_Task description_. Going through the entries below, find how many lines hold "from", then give that number alone.

_Records shown_.
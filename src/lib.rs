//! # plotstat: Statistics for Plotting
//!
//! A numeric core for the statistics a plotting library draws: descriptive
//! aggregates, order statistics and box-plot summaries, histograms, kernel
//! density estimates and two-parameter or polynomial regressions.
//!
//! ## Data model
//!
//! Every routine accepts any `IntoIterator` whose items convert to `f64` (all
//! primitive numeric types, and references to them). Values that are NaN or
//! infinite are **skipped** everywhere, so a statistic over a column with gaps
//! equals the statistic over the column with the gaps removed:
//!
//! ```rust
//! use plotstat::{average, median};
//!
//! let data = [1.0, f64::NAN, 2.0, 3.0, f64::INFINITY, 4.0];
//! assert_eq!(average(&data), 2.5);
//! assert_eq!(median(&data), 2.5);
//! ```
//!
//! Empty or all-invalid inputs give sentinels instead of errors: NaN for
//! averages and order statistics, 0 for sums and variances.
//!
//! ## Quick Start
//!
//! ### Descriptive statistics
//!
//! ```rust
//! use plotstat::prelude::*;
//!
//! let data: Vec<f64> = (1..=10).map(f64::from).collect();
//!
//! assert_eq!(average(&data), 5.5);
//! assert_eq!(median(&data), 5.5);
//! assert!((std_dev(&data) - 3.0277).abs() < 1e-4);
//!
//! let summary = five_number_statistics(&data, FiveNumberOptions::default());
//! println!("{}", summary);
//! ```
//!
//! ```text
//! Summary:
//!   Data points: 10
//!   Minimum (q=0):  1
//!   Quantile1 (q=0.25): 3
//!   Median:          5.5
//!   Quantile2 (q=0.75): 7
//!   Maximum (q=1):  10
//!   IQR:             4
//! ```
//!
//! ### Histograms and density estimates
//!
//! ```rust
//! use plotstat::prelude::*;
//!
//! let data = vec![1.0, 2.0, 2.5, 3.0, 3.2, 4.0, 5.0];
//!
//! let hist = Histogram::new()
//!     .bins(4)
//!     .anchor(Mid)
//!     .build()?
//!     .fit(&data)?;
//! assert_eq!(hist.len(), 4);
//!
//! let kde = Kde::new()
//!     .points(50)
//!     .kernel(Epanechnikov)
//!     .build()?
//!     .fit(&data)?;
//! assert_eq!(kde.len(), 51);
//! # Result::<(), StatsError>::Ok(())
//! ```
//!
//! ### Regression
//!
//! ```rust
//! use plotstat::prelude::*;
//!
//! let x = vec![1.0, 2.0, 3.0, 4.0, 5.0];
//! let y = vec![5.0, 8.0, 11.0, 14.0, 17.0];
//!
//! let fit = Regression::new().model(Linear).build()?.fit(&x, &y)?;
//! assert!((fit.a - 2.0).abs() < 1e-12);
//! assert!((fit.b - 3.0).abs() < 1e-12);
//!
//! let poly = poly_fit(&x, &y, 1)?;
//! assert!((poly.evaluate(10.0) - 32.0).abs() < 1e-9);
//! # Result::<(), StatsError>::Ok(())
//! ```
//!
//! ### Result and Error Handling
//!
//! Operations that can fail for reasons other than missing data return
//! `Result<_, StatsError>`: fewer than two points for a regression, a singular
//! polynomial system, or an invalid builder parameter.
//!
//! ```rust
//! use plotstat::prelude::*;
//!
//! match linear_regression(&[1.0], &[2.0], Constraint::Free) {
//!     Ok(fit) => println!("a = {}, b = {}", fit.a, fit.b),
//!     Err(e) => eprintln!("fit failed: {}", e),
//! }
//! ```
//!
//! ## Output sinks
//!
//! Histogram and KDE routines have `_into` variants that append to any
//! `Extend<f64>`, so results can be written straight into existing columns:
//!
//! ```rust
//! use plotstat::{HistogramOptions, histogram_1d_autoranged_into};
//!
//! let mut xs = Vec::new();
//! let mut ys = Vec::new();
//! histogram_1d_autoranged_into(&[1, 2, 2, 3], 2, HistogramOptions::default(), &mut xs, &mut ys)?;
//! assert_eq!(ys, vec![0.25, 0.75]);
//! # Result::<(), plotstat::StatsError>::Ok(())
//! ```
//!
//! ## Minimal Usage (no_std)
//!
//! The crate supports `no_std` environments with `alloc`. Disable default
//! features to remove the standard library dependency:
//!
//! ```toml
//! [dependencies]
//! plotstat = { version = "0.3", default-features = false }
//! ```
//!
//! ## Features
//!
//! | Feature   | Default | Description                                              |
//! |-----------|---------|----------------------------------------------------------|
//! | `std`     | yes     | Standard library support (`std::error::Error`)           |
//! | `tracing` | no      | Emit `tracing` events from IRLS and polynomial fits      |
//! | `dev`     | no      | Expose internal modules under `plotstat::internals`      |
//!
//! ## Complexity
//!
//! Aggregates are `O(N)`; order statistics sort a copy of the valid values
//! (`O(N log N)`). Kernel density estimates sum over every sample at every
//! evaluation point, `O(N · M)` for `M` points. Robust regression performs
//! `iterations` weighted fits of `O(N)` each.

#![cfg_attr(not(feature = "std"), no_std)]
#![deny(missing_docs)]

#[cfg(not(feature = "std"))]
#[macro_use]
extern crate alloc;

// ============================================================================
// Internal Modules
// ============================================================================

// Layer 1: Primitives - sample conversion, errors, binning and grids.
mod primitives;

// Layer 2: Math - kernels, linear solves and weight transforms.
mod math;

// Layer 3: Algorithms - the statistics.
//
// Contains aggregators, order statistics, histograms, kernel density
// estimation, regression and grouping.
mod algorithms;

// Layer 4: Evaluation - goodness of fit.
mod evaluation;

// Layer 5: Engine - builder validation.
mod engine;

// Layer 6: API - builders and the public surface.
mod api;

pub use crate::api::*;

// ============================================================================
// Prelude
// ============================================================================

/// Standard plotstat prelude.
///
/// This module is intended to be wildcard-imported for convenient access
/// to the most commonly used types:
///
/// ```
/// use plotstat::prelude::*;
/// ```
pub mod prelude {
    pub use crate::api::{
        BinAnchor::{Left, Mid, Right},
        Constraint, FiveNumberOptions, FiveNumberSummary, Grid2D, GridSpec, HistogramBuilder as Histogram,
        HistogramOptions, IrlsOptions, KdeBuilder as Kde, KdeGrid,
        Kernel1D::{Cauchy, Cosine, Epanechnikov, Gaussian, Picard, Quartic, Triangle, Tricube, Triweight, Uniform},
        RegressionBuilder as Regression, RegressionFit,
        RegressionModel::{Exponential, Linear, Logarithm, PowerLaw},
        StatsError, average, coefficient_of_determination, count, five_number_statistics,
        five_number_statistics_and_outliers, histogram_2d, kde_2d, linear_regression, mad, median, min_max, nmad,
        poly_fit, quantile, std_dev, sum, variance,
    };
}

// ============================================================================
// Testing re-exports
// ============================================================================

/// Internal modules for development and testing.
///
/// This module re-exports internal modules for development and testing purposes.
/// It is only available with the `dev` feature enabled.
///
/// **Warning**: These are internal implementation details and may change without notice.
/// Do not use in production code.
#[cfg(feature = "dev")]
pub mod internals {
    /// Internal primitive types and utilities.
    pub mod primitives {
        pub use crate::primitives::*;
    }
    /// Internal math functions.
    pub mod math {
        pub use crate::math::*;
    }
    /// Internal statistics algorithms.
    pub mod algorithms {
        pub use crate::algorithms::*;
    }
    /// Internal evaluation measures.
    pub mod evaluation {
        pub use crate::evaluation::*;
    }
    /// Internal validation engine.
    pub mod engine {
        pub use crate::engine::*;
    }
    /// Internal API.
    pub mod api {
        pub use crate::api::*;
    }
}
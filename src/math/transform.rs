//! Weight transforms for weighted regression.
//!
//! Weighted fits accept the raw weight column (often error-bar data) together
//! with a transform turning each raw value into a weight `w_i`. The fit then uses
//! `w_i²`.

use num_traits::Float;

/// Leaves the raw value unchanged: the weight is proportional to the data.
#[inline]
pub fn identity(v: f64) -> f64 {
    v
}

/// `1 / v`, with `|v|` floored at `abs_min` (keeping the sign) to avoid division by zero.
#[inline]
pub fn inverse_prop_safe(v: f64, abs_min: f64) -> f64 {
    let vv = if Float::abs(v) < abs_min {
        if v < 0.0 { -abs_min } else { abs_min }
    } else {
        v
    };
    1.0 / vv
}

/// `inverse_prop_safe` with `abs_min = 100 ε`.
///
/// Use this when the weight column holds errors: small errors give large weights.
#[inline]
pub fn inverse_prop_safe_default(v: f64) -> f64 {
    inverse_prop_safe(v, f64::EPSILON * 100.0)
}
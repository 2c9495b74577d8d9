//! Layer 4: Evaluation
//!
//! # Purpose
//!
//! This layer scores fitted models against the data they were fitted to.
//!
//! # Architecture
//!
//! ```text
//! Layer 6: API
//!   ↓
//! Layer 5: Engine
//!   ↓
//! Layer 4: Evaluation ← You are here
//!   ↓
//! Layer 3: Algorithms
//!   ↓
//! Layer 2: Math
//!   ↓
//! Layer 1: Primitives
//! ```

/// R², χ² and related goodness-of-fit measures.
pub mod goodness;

_Exercise result_. 2